PATIENTS AND METHODS
A total of 903 CAP patients were included in the study. Patients with a CURB-65 score of 0 and 1 were classified as Group 1 and patients with a CURB-65 score of 2 or more were classified as Group 2. The prediction of mortality through Pneumonia Severity Index (PSI), CURB-65 and CURBS-65/CURBP-65 with the addition of SaO2 and PaO2 values; hence the four different models, was compared among all patient groups.
RESULTS
As a result, 3.3% of the cases in Group 1 and 12.7% of the cases in Group 2 died. In both CURB-65 groups, it was noted that the frequency of patients with SaO2 <90% was significantly higher in the dead group than in the alive patient group (p=0.009 and p=0.001, respectively). In the univariate analysis, PaO2<60, and SaO2<90 were significantly associated with mortality. Model 2 (CURBS-65) and Model 3 (CURBP- 65) were examined, SaO2<90 (OR 2.08) was found to have an effect on death.
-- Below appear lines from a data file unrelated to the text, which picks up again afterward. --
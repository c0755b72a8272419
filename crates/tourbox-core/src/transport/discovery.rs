// TourBox Port Discovery
// Finds the controller's serial device under /dev by name prefix

use std::fs;
use std::io;
use std::path::{Path, PathBuf};

use super::TransportError;

/// Device name prefixes, most specific first
#[cfg(target_os = "macos")]
pub const PORT_PREFIXES: &[&str] = &["tty.usbmodemTourBox", "tty.usbmodemSN", "tty.usbmodem"];

/// Device name prefixes, most specific first
#[cfg(not(target_os = "macos"))]
pub const PORT_PREFIXES: &[&str] = &["ttyACM"];

/// Entries of `dir` matching any prefix, grouped by prefix priority and
/// sorted by name within each group. A path matching several prefixes is
/// listed once, under its best one.
pub fn candidate_ports(dir: &Path, prefixes: &[&str]) -> io::Result<Vec<PathBuf>> {
    let mut names: Vec<String> = fs::read_dir(dir)?
        .filter_map(|entry| entry.ok())
        .filter_map(|entry| entry.file_name().into_string().ok())
        .collect();
    names.sort();

    let mut found = Vec::new();
    for prefix in prefixes {
        for name in &names {
            let path = dir.join(name);
            if name.starts_with(prefix) && !found.contains(&path) {
                found.push(path);
            }
        }
    }
    Ok(found)
}

/// First matching port in `dir`
pub fn find_port_in(dir: &Path, prefixes: &[&str]) -> Result<PathBuf, TransportError> {
    let searched = || {
        prefixes
            .iter()
            .map(|p| dir.join(format!("{p}*")).display().to_string())
            .collect::<Vec<_>>()
            .join(", ")
    };

    let candidates = candidate_ports(dir, prefixes)?;
    log::debug!("Port candidates: {:?}", candidates);
    candidates
        .into_iter()
        .next()
        .ok_or_else(|| TransportError::NotFound(searched()))
}

/// First matching port under /dev for this platform
pub fn find_port() -> Result<PathBuf, TransportError> {
    find_port_in(Path::new("/dev"), PORT_PREFIXES)
}

#[cfg(test)]
mod tests {
    use super::*;

    fn dev_dir(names: &[&str]) -> tempfile::TempDir {
        let dir = tempfile::tempdir().unwrap();
        for name in names {
            fs::write(dir.path().join(name), b"").unwrap();
        }
        dir
    }

    #[test]
    fn test_prefix_priority_beats_name_order() {
        let prefixes = ["tty.usbmodemTourBox", "tty.usbmodemSN", "tty.usbmodem"];
        let dir = dev_dir(&[
            "tty.usbmodem1101",
            "tty.usbmodemSN0001",
            "tty.usbmodemTourBox2",
            "tty.Bluetooth",
        ]);

        let found = candidate_ports(dir.path(), &prefixes).unwrap();
        let names: Vec<_> = found
            .iter()
            .map(|p| p.file_name().unwrap().to_str().unwrap().to_string())
            .collect();
        assert_eq!(
            names,
            vec!["tty.usbmodemTourBox2", "tty.usbmodemSN0001", "tty.usbmodem1101"]
        );
        assert_eq!(
            find_port_in(dir.path(), &prefixes).unwrap(),
            dir.path().join("tty.usbmodemTourBox2")
        );
    }

    #[test]
    fn test_sorted_within_prefix() {
        let dir = dev_dir(&["ttyACM1", "ttyS0", "ttyACM0"]);
        assert_eq!(
            find_port_in(dir.path(), &["ttyACM"]).unwrap(),
            dir.path().join("ttyACM0")
        );
    }

    #[test]
    fn test_no_match_is_not_found() {
        let dir = dev_dir(&["ttyS0", "null"]);
        let err = find_port_in(dir.path(), &["ttyACM"]).unwrap_err();
        match err {
            TransportError::NotFound(searched) => assert!(searched.contains("ttyACM*")),
            other => panic!("unexpected error: {other:?}"),
        }
    }
}
#[cfg(test)]
mod tests {
    use super::*;

    fn load_json(text: &str) -> Result<Profile, ProfileError> {
        Profile::from_str_with(text, ProfileFormat::Json)
    }

    #[test]
    fn test_load_simple_and_sequence() {
        let profile = load_json(
            r#"{
                "name": "Dev",
                "description": "Developer workflow",
                "mappings": {
                    "side": "cmd+c",
                    "c1": ["type:/commit", "enter"]
                }
            }"#,
        )
        .unwrap();

        assert_eq!(profile.name(), "Dev");
        assert_eq!(profile.description(), "Developer workflow");
        assert_eq!(profile.len(), 2);
        assert_eq!(profile.get(Control::Side), Some(&Mapping::simple("cmd+c")));
        assert_eq!(
            profile.get(Control::C1).map(|m| &m.action),
            Some(&ActionSpec::Sequence(vec![
                "type:/commit".to_string(),
                "enter".to_string()
            ]))
        );
        assert!(profile.get(Control::Top).is_none());
    }

    #[test]
    fn test_load_object_form() {
        let profile = load_json(
            r#"{
                "name": "Objects",
                "mappings": {
                    "tall": {"action": "cmd+z", "description": "Undo"},
                    "top": {"action": "cmd+v", "mode": "tap"},
                    "tour": {"action": ["cmd+space", "type:term"]}
                }
            }"#,
        )
        .unwrap();

        let tall = profile.get(Control::Tall).unwrap();
        assert_eq!(tall.description.as_deref(), Some("Undo"));
        assert_eq!(tall.mode, TriggerMode::Hold);
        assert_eq!(profile.get(Control::Top).unwrap().mode, TriggerMode::Tap);
        assert!(matches!(
            profile.get(Control::Tour).unwrap().action,
            ActionSpec::Sequence(_)
        ));
        assert_eq!(profile.description(), "");
    }

    #[test]
    fn test_mappings_keep_document_order() {
        let profile = load_json(
            r#"{"mappings": {"top": "a", "side": "b", "tall": "c"}}"#,
        )
        .unwrap();
        let order: Vec<Control> = profile.mappings().map(|(c, _)| c).collect();
        assert_eq!(order, vec![Control::Top, Control::Side, Control::Tall]);
        assert_eq!(profile.name(), "Unnamed");
    }

    #[test]
    fn test_missing_mappings() {
        assert!(matches!(
            load_json(r#"{"name": "x"}"#),
            Err(ProfileError::MissingMappings)
        ));
    }

    #[test]
    fn test_mappings_not_a_map() {
        assert!(matches!(
            load_json(r#"{"mappings": ["side"]}"#),
            Err(ProfileError::Json(_))
        ));
    }

    #[test]
    fn test_document_not_a_map() {
        assert!(matches!(load_json("[1, 2]"), Err(ProfileError::Json(_))));
    }

    #[test]
    fn test_unknown_top_level_field_rejects_document() {
        let result = load_json(r#"{"name": "x", "mapping": {}, "mappings": {}}"#);
        assert!(matches!(result, Err(ProfileError::Json(_))));
    }

    #[test]
    fn test_unknown_object_field_rejects_document() {
        let result = load_json(r#"{"mappings": {"c1": {"action": "a", "hotkey": "b"}}}"#);
        assert!(matches!(
            result,
            Err(ProfileError::InvalidMapping { ref control, .. }) if control == "c1"
        ));
    }

    #[test]
    fn test_unknown_control_rejects_document() {
        let result = load_json(r#"{"mappings": {"side": "cmd+c", "pedal": "a"}}"#);
        assert!(matches!(result, Err(ProfileError::UnknownControl(ref name)) if name == "pedal"));
    }

    #[test]
    fn test_bad_value_type_rejects_document() {
        let result = load_json(r#"{"mappings": {"side": "cmd+c", "top": 42}}"#);
        assert!(matches!(
            result,
            Err(ProfileError::InvalidMapping { ref control, .. }) if control == "top"
        ));
    }

    #[test]
    fn test_non_string_sequence_element_rejects_document() {
        let result = load_json(r#"{"mappings": {"c1": ["enter", 3]}}"#);
        assert!(matches!(result, Err(ProfileError::InvalidMapping { .. })));
    }

    #[test]
    fn test_object_without_action_rejects_document() {
        let result = load_json(r#"{"mappings": {"c1": {"description": "x"}}}"#);
        assert!(matches!(result, Err(ProfileError::InvalidMapping { .. })));
    }

    #[test]
    fn test_unknown_mode_rejects_document() {
        let result = load_json(r#"{"mappings": {"c1": {"action": "a", "mode": "toggle"}}}"#);
        assert!(matches!(result, Err(ProfileError::InvalidMapping { .. })));
    }

    #[test]
    fn test_unparsable_actions_still_load() {
        let profile = load_json(
            r#"{
                "mappings": {
                    "side": "cmd+c",
                    "c1": "",
                    "c2": "shell:",
                    "tour": ["enter", " "]
                }
            }"#,
        )
        .unwrap();

        assert_eq!(profile.len(), 4);
        assert_eq!(profile.get(Control::C1), Some(&Mapping::simple("")));
        assert_eq!(profile.get(Control::C2), Some(&Mapping::simple("shell:")));
        assert!(matches!(
            profile.get(Control::Tour).unwrap().action,
            ActionSpec::Sequence(_)
        ));
    }

    #[test]
    fn test_unknown_key_part_only_warns() {
        let profile = load_json(r#"{"mappings": {"c1": "cmd+hyper+k"}}"#).unwrap();
        assert_eq!(profile.len(), 1);
    }

    #[test]
    fn test_invalid_json() {
        assert!(matches!(load_json("{"), Err(ProfileError::Json(_))));
    }

    #[test]
    fn test_load_toml() {
        let profile = Profile::from_str_with(
            r#"
            name = "Toml"

            [mappings]
            side = "cmd+c"
            c1 = ["type:/commit", "enter"]
            tall = { action = "cmd+z", mode = "tap" }
            "#,
            ProfileFormat::Toml,
        )
        .unwrap();

        assert_eq!(profile.name(), "Toml");
        assert_eq!(profile.len(), 3);
        assert_eq!(profile.get(Control::Tall).unwrap().mode, TriggerMode::Tap);
    }

    #[test]
    fn test_json_round_trip() {
        let profile = load_json(
            r#"{
                "name": "Trip",
                "description": "d",
                "mappings": {
                    "side": {"action": "cmd+c", "description": "Copy", "mode": "tap"},
                    "c1": ["type:/commit", "enter"]
                }
            }"#,
        )
        .unwrap();

        let text = profile.to_json_pretty().unwrap();
        assert_eq!(load_json(&text).unwrap(), profile);
    }

    #[test]
    fn test_format_from_path() {
        assert_eq!(ProfileFormat::from_path(Path::new("a.toml")), ProfileFormat::Toml);
        assert_eq!(ProfileFormat::from_path(Path::new("a.TOML")), ProfileFormat::Toml);
        assert_eq!(ProfileFormat::from_path(Path::new("a.json")), ProfileFormat::Json);
        assert_eq!(ProfileFormat::from_path(Path::new("profile")), ProfileFormat::Json);
    }
}
// TourBox Config API - Action String Parser
// Parses action strings like "cmd+shift+z", "type:/commit" or "shell:open ."

use std::fmt;

use crate::key::{Key, KeyToken};

/// One executable step of an action program
#[derive(Debug, Clone, PartialEq, Eq)]
pub enum ActionStep {
    /// Press (and later release) a key
    Key(KeyToken),
    /// Inject literal text
    TypeText(String),
    /// Launch a shell command, detached
    Shell(String),
}

impl fmt::Display for ActionStep {
    fn fmt(&self, f: &mut fmt::Formatter<'_>) -> fmt::Result {
        match self {
            ActionStep::Key(token) => write!(f, "{}", token),
            ActionStep::TypeText(text) => write!(f, "type:{}", text),
            ActionStep::Shell(cmd) => write!(f, "shell:{}", cmd),
        }
    }
}

/// Parsed form of one action string
#[derive(Debug, Clone, Default, PartialEq, Eq)]
pub struct ActionProgram {
    steps: Vec<ActionStep>,
    /// Combo parts that resolved to nothing; skipped at execution
    unknown: Vec<String>,
}

impl ActionProgram {
    /// Program that does nothing (`none`)
    pub fn empty() -> Self {
        Self::default()
    }

    pub fn steps(&self) -> &[ActionStep] {
        &self.steps
    }

    /// Pressable tokens in written order
    pub fn keys(&self) -> impl DoubleEndedIterator<Item = KeyToken> + '_ {
        self.steps.iter().filter_map(|step| match step {
            ActionStep::Key(token) => Some(*token),
            _ => None,
        })
    }

    /// Combo parts that were skipped as unknown keys
    pub fn unknown(&self) -> &[String] {
        &self.unknown
    }

    pub fn is_empty(&self) -> bool {
        self.steps.is_empty()
    }
}

/// Hard failures of the action grammar
#[derive(Debug, Clone, PartialEq, Eq, thiserror::Error)]
pub enum GrammarError {
    #[error("action string cannot be empty")]
    Empty,

    #[error("shell action has no command")]
    EmptyCommand,
}

/// Parse an action string into a program.
///
/// Keywords (`none`, `type:`, `shell:`) are case-insensitive. The payload of
/// `type:` and `shell:` is everything after the first colon, verbatim.
/// Anything else is a `+`-joined combo; parts that are neither a named key nor
/// a single character are recorded in [`ActionProgram::unknown`] and skipped.
///
/// # Examples
/// ```
/// use tourbox_core::config::parse_action;
/// use tourbox_core::{Key, KeyToken};
/// let program = parse_action("cmd+c").unwrap();
/// let keys: Vec<_> = program.keys().collect();
/// assert_eq!(keys, vec![KeyToken::Named(Key::Cmd), KeyToken::Literal('c')]);
/// ```
pub fn parse_action(action: &str) -> Result<ActionProgram, GrammarError> {
    let trimmed = action.trim();
    if trimmed.is_empty() {
        return Err(GrammarError::Empty);
    }

    if trimmed.eq_ignore_ascii_case("none") {
        return Ok(ActionProgram::empty());
    }

    if let Some((keyword, payload)) = action.trim_start().split_once(':') {
        let keyword = keyword.trim();
        if keyword.eq_ignore_ascii_case("type") {
            return Ok(ActionProgram {
                steps: vec![ActionStep::TypeText(payload.to_string())],
                unknown: Vec::new(),
            });
        }
        if keyword.eq_ignore_ascii_case("shell") {
            if payload.trim().is_empty() {
                return Err(GrammarError::EmptyCommand);
            }
            return Ok(ActionProgram {
                steps: vec![ActionStep::Shell(payload.to_string())],
                unknown: Vec::new(),
            });
        }
    }

    Ok(parse_combo(trimmed))
}

/// Split a combo on `+` and resolve each part
fn parse_combo(combo: &str) -> ActionProgram {
    let lower = combo.to_lowercase();
    let mut program = ActionProgram::default();

    for part in lower.split('+') {
        let part = part.trim();
        if let Some(token) = resolve_part(part) {
            program.steps.push(ActionStep::Key(token));
        } else {
            program.unknown.push(part.to_string());
        }
    }

    program
}

fn resolve_part(part: &str) -> Option<KeyToken> {
    if let Some(key) = Key::from_name(part) {
        return Some(KeyToken::Named(key));
    }

    let mut chars = part.chars();
    match (chars.next(), chars.next()) {
        (Some(c), None) => Some(KeyToken::Literal(c)),
        _ => None,
    }
}
// TourBox Core Library
// Protocol decoding, profiles and the dispatch engine for the TourBox controller

pub mod config;
pub mod control;
pub mod edge;
pub mod engine;
pub mod event;
pub mod key;
pub mod output;
pub mod protocol;
pub mod state;
pub mod transport;

pub use config::{
    default_profile, parse_action, ActionProgram, ActionSpec, ActionStep, GrammarError, Mapping,
    Profile, ProfileError, ProfileHandle, TriggerMode,
};
pub use control::{Control, ControlDescriptor, ControlKind};
pub use edge::Edge;
pub use engine::{Dispatch, Engine};
pub use event::{monitor, RunLoop, RunStats, RunnerOptions};
pub use key::{Key, KeyToken};
pub use output::{
    CommandSpawner, DryRun, KeySink, ShellSpawnError, ShellSpawner, SinkCall, SinkError,
};
pub use protocol::{decode, unlock, ControlEvent, UnknownControl, UnlockStatus};
pub use state::HeldState;
pub use transport::{find_port, SerialPort, Transport, TransportError};

#[cfg(feature = "uinput")]
pub use output::VirtualKeyboard;
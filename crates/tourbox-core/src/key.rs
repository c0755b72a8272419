// TourBox Key Tokens
// Symbolic key table used by action strings, plus Linux key codes for output

use std::fmt;

use strum_macros::{EnumIter, EnumString, IntoStaticStr};

/// A named key from the symbolic key table.
///
/// Names are the lower-case forms accepted in action strings (`cmd`, `page_up`, `f5`).
#[derive(Debug, Clone, Copy, PartialEq, Eq, Hash, EnumString, IntoStaticStr, EnumIter)]
#[strum(serialize_all = "snake_case")]
pub enum Key {
    // Modifiers
    Cmd,
    Ctrl,
    Alt,
    Shift,
    CmdL,
    CmdR,
    CtrlL,
    CtrlR,
    AltL,
    AltR,
    ShiftL,
    ShiftR,
    // Navigation
    Up,
    Down,
    Left,
    Right,
    Home,
    End,
    PageUp,
    PageDown,
    // Whitespace and control keys
    Space,
    Enter,
    Tab,
    Esc,
    Backspace,
    Delete,
    // Function keys
    F1,
    F2,
    F3,
    F4,
    F5,
    F6,
    F7,
    F8,
    F9,
    F10,
    F11,
    F12,
}

impl Key {
    /// Action-string name of this key
    pub fn name(self) -> &'static str {
        self.into()
    }

    /// Resolve a (lower-case, trimmed) action-string part
    pub fn from_name(name: &str) -> Option<Self> {
        name.parse().ok()
    }

    /// Returns true for the shift/ctrl/alt/cmd family
    pub fn is_modifier(self) -> bool {
        matches!(
            self,
            Key::Cmd
                | Key::Ctrl
                | Key::Alt
                | Key::Shift
                | Key::CmdL
                | Key::CmdR
                | Key::CtrlL
                | Key::CtrlR
                | Key::AltL
                | Key::AltR
                | Key::ShiftL
                | Key::ShiftR
        )
    }

    /// Linux input-event-codes.h code. `cmd` is the Meta (Super) key.
    pub fn code(self) -> u16 {
        match self {
            Key::Cmd | Key::CmdL => 125,
            Key::CmdR => 126,
            Key::Ctrl | Key::CtrlL => 29,
            Key::CtrlR => 97,
            Key::Alt | Key::AltL => 56,
            Key::AltR => 100,
            Key::Shift | Key::ShiftL => 42,
            Key::ShiftR => 54,
            Key::Up => 103,
            Key::Down => 108,
            Key::Left => 105,
            Key::Right => 106,
            Key::Home => 102,
            Key::End => 107,
            Key::PageUp => 104,
            Key::PageDown => 109,
            Key::Space => 57,
            Key::Enter => 28,
            Key::Tab => 15,
            Key::Esc => 1,
            Key::Backspace => 14,
            Key::Delete => 111,
            Key::F1 => 59,
            Key::F2 => 60,
            Key::F3 => 61,
            Key::F4 => 62,
            Key::F5 => 63,
            Key::F6 => 64,
            Key::F7 => 65,
            Key::F8 => 66,
            Key::F9 => 67,
            Key::F10 => 68,
            Key::F11 => 87,
            Key::F12 => 88,
        }
    }
}

impl fmt::Display for Key {
    fn fmt(&self, f: &mut fmt::Formatter<'_>) -> fmt::Result {
        f.write_str(self.name())
    }
}

/// A pressable token: a named key or a single literal character.
#[derive(Debug, Clone, Copy, PartialEq, Eq, Hash)]
pub enum KeyToken {
    Named(Key),
    Literal(char),
}

impl From<Key> for KeyToken {
    fn from(key: Key) -> Self {
        KeyToken::Named(key)
    }
}

impl From<char> for KeyToken {
    fn from(c: char) -> Self {
        KeyToken::Literal(c)
    }
}

impl fmt::Display for KeyToken {
    fn fmt(&self, f: &mut fmt::Formatter<'_>) -> fmt::Result {
        match self {
            KeyToken::Named(key) => write!(f, "{}", key),
            KeyToken::Literal(c) => write!(f, "{}", c),
        }
    }
}

/// Linux key code for a letter or digit on a US layout
fn alnum_code(c: char) -> Option<u16> {
    let code = match c {
        'q' => 16,
        'w' => 17,
        'e' => 18,
        'r' => 19,
        't' => 20,
        'y' => 21,
        'u' => 22,
        'i' => 23,
        'o' => 24,
        'p' => 25,
        'a' => 30,
        's' => 31,
        'd' => 32,
        'f' => 33,
        'g' => 34,
        'h' => 35,
        'j' => 36,
        'k' => 37,
        'l' => 38,
        'z' => 44,
        'x' => 45,
        'c' => 46,
        'v' => 47,
        'b' => 48,
        'n' => 49,
        'm' => 50,
        '1'..='9' => c as u16 - '1' as u16 + 2,
        '0' => 11,
        _ => return None,
    };
    Some(code)
}

/// Linux key code for an ASCII character, and whether it needs shift (US layout).
pub fn char_code(c: char) -> Option<(u16, bool)> {
    if c.is_ascii_lowercase() || c.is_ascii_digit() {
        return alnum_code(c).map(|code| (code, false));
    }
    if c.is_ascii_uppercase() {
        return alnum_code(c.to_ascii_lowercase()).map(|code| (code, true));
    }

    let entry = match c {
        ' ' => (57, false),
        '\n' => (28, false),
        '\t' => (15, false),
        '-' => (12, false),
        '_' => (12, true),
        '=' => (13, false),
        '+' => (13, true),
        '[' => (26, false),
        '{' => (26, true),
        ']' => (27, false),
        '}' => (27, true),
        '\\' => (43, false),
        '|' => (43, true),
        ';' => (39, false),
        ':' => (39, true),
        '\'' => (40, false),
        '"' => (40, true),
        ',' => (51, false),
        '<' => (51, true),
        '.' => (52, false),
        '>' => (52, true),
        '/' => (53, false),
        '?' => (53, true),
        '`' => (41, false),
        '~' => (41, true),
        '!' => (2, true),
        '@' => (3, true),
        '#' => (4, true),
        '$' => (5, true),
        '%' => (6, true),
        '^' => (7, true),
        '&' => (8, true),
        '*' => (9, true),
        '(' => (10, true),
        ')' => (11, true),
        _ => return None,
    };
    Some(entry)
}

#[cfg(test)]
mod tests {
    use super::*;
    use strum::IntoEnumIterator;

    #[test]
    fn test_key_from_name() {
        assert_eq!(Key::from_name("cmd"), Some(Key::Cmd));
        assert_eq!(Key::from_name("shift_r"), Some(Key::ShiftR));
        assert_eq!(Key::from_name("page_down"), Some(Key::PageDown));
        assert_eq!(Key::from_name("esc"), Some(Key::Esc));
        assert_eq!(Key::from_name("f12"), Some(Key::F12));
        assert_eq!(Key::from_name("f13"), None);
        assert_eq!(Key::from_name("c"), None);
    }

    #[test]
    fn test_every_name_round_trips() {
        for key in Key::iter() {
            assert_eq!(Key::from_name(key.name()), Some(key));
        }
    }

    #[test]
    fn test_modifiers() {
        assert!(Key::Cmd.is_modifier());
        assert!(Key::AltR.is_modifier());
        assert!(!Key::Enter.is_modifier());
        assert!(!Key::F1.is_modifier());
    }

    #[test]
    fn test_key_codes() {
        assert_eq!(Key::Cmd.code(), 125);
        assert_eq!(Key::Enter.code(), 28);
        assert_eq!(Key::F1.code(), 59);
        assert_eq!(Key::F11.code(), 87);
        assert_eq!(Key::PageUp.code(), 104);
    }

    #[test]
    fn test_char_code() {
        assert_eq!(char_code('a'), Some((30, false)));
        assert_eq!(char_code('C'), Some((46, true)));
        assert_eq!(char_code('1'), Some((2, false)));
        assert_eq!(char_code('9'), Some((10, false)));
        assert_eq!(char_code('0'), Some((11, false)));
        assert_eq!(char_code(']'), Some((27, false)));
        assert_eq!(char_code('/'), Some((53, false)));
        assert_eq!(char_code('?'), Some((53, true)));
        assert_eq!(char_code('é'), None);
    }

    #[test]
    fn test_token_display() {
        assert_eq!(KeyToken::Named(Key::PageUp).to_string(), "page_up");
        assert_eq!(KeyToken::Literal('=').to_string(), "=");
    }
}
// TourBox Event Handling
// Read loop that drives the engine

pub mod runner;

pub use runner::{monitor, RunLoop, RunStats, RunnerOptions};
// TourBox Serial Port
// Raw termios serial channel read with libc::poll

use std::fs::{File, OpenOptions};
use std::io::{self, Read, Write};
use std::os::unix::fs::OpenOptionsExt;
use std::os::unix::io::AsRawFd;
use std::path::{Path, PathBuf};
use std::time::Duration;

use super::{Transport, TransportError};

/// A USB CDC serial port configured for the controller
#[derive(Debug)]
pub struct SerialPort {
    path: PathBuf,
    file: Option<File>,
}

impl SerialPort {
    /// Open `path` as a raw 115200 8N1 port and drop any pending input
    pub fn open(path: impl AsRef<Path>) -> Result<Self, TransportError> {
        let path = path.as_ref().to_path_buf();
        let open_err = |source: io::Error| TransportError::Open {
            path: path.clone(),
            source,
        };

        let file = OpenOptions::new()
            .read(true)
            .write(true)
            .custom_flags(libc::O_NOCTTY)
            .open(&path)
            .map_err(open_err)?;

        configure_raw(&file).map_err(open_err)?;

        log::info!("Opened serial port {}", path.display());
        Ok(Self {
            path,
            file: Some(file),
        })
    }

    pub fn path(&self) -> &Path {
        &self.path
    }

    fn file(&mut self) -> Result<&mut File, TransportError> {
        self.file.as_mut().ok_or(TransportError::Disconnected)
    }
}

fn configure_raw(file: &File) -> io::Result<()> {
    let fd = file.as_raw_fd();
    // SAFETY: termios is plain data; tcgetattr fills it before any field is read.
    let mut tio: libc::termios = unsafe { std::mem::zeroed() };
    if unsafe { libc::tcgetattr(fd, &mut tio) } != 0 {
        return Err(io::Error::last_os_error());
    }

    unsafe { libc::cfmakeraw(&mut tio) };
    tio.c_cflag |= libc::CLOCAL | libc::CREAD;
    tio.c_cflag &= !(libc::CSTOPB | libc::PARENB);
    tio.c_cc[libc::VMIN] = 0;
    tio.c_cc[libc::VTIME] = 0;

    if unsafe { libc::cfsetispeed(&mut tio, libc::B115200) } != 0
        || unsafe { libc::cfsetospeed(&mut tio, libc::B115200) } != 0
    {
        return Err(io::Error::last_os_error());
    }
    if unsafe { libc::tcsetattr(fd, libc::TCSANOW, &tio) } != 0 {
        return Err(io::Error::last_os_error());
    }
    if unsafe { libc::tcflush(fd, libc::TCIFLUSH) } != 0 {
        return Err(io::Error::last_os_error());
    }
    Ok(())
}

/// Wait for the descriptor to become readable. `Ok(false)` on timeout or EINTR.
fn poll_readable(fd: libc::c_int, timeout: Duration) -> Result<bool, TransportError> {
    let timeout_ms = i32::try_from(timeout.as_millis()).unwrap_or(i32::MAX);
    let mut pfd = libc::pollfd {
        fd,
        events: libc::POLLIN,
        revents: 0,
    };

    let poll_result = unsafe { libc::poll(&mut pfd, 1, timeout_ms) };
    if poll_result < 0 {
        let err = io::Error::last_os_error();
        // A signal landed mid-wait; the caller checks its flags and polls again
        if err.kind() == io::ErrorKind::Interrupted {
            return Ok(false);
        }
        return Err(TransportError::Io(err));
    }
    if poll_result == 0 {
        return Ok(false);
    }

    if pfd.revents & libc::POLLIN != 0 {
        return Ok(true);
    }
    if pfd.revents & (libc::POLLHUP | libc::POLLERR | libc::POLLNVAL) != 0 {
        return Err(TransportError::Disconnected);
    }
    Ok(false)
}

impl Transport for SerialPort {
    fn read_byte(&mut self, timeout: Duration) -> Result<Option<u8>, TransportError> {
        let file = self.file()?;
        if !poll_readable(file.as_raw_fd(), timeout)? {
            return Ok(None);
        }

        let mut buf = [0u8; 1];
        match file.read(&mut buf) {
            // Readable with nothing to read means the device went away
            Ok(0) => Err(TransportError::Disconnected),
            Ok(_) => Ok(Some(buf[0])),
            Err(e)
                if matches!(e.kind(), io::ErrorKind::Interrupted | io::ErrorKind::WouldBlock) =>
            {
                Ok(None)
            }
            Err(e) => Err(TransportError::Io(e)),
        }
    }

    fn write_bytes(&mut self, bytes: &[u8]) -> Result<(), TransportError> {
        let file = self.file()?;
        file.write_all(bytes)?;
        if unsafe { libc::tcdrain(file.as_raw_fd()) } != 0 {
            return Err(TransportError::Io(io::Error::last_os_error()));
        }
        Ok(())
    }

    fn close(&mut self) -> Result<(), TransportError> {
        if self.file.take().is_some() {
            log::debug!("Closed serial port {}", self.path.display());
        }
        Ok(())
    }
}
In predicting mortality by the receiver operating characteristics (ROC) analysis, it was understood that the CURBS-65 score had a slightly higher area under the curve (AUC) value than CURB-65.
CONCLUSIONS
As a result, it has been shown that the use of CURBS-65 scoring instead of CURB-65 clinical scoring may be more useful in predicting mortality.